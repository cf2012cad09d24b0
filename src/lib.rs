//! tagpool - a cache-item pool over a pluggable tag-aware backend.
//!
//! This crate implements the pool side of a standard cache-pool contract:
//! named, validated keys; item lifecycle (hit/miss/expired/invalid);
//! deferred writes flushed as one bulk operation; and tag plumbing for
//! group invalidation. The storage engine itself is an external
//! collaborator behind the [`CacheBackend`] trait - the pool does not
//! persist bytes, enforce expiry, or resolve tag invalidation.
//!
//! # Design Philosophy
//!
//! Invalid keys fail loudly and immediately; storage errors fail quietly.
//! The only error a pool operation returns is [`PoolError::InvalidKey`],
//! raised before any backend call. Backend failures degrade to boolean
//! `false` results or miss-shaped items, with the underlying error kept
//! on a diagnostic side channel rather than discarded.
//!
//! # Example
//!
//! ```ignore
//! let mut pool = ItemPool::new(my_backend);
//!
//! let mut item = CacheItem::new("user.42", serde_json::json!({"name": "ada"}));
//! item.expires_after(Some(chrono::Duration::hours(1)));
//! item.add_tags(["user"]);
//! pool.save_deferred(item);
//!
//! // Deferred items flush on commit(), on has_item(), or when the pool
//! // is dropped.
//! assert!(pool.commit());
//!
//! let fetched = pool.get_item("user.42", false)?;
//! assert!(fetched.is_hit());
//! ```

pub mod backend;
pub mod error;
pub mod item;
pub mod key;
pub mod pool;
pub mod tags;

pub use backend::{CacheBackend, CacheRecord, CacheWrite};
pub use error::{BackendError, PoolError, PoolResult};
pub use item::{CacheItem, Expiration};
pub use key::validate_key;
pub use pool::ItemPool;
pub use tags::merge_tags;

=== INSTRUCTIONS TO FOLLOW ===
The entries above must be repeated word for word.

=== FINISHED TASK ===
repository cf2012cad09d24b0
filename src/lib.rs
//! tagpool - a cache-item pool over a pluggable tag-aware backend.
//!
//! This crate implements the pool side of a standard cache-pool contract:
//! named, validated keys; item lifecycle (hit/miss/expired/invalid);
//! deferred writes flushed as one bulk operation; and tag plumbing for
//! group invalidation. The storage engine itself is an external
//! collaborator behind the [`CacheBackend`] trait - the pool does not
//! persist bytes, enforce expiry, or resolve tag invalidation.
//!
//! # Design Philosophy
//!
//! Invalid keys fail loudly and immediately; storage errors fail quietly.
//! The only error a pool operation returns is [`PoolError::InvalidKey`],
//! raised before any backend call. Backend failures degrade to boolean
//! `false` results or miss-shaped items, with the underlying error kept
//! on a diagnostic side channel rather than discarded.
//!
//! # Example
//!
//! ```ignore
//! let mut pool = ItemPool::new(my_backend);
//!
//! let mut item = CacheItem::new("user.42", serde_json::json!({"name": "ada"}));
//! item.expires_after(Some(chrono::Duration::hours(1)));
//! item.add_tags(["user"]);
//! pool.save_deferred(item);
//!
//! // Deferred items flush on commit(), on has_item(), or when the pool
//! // is dropped.
//! assert!(pool.commit());
//!
//! let fetched = pool.get_item("user.42", false)?;
//! assert!(fetched.is_hit());
//! ```

pub mod backend;
pub mod error;
pub mod item;
pub mod key;
pub mod pool;
pub mod tags;

pub use backend::{CacheBackend, CacheRecord, CacheWrite};
pub use error::{BackendError, PoolError, PoolResult};
pub use item::{CacheItem, Expiration};
pub use key::validate_key;
pub use pool::ItemPool;
pub use tags::merge_tags;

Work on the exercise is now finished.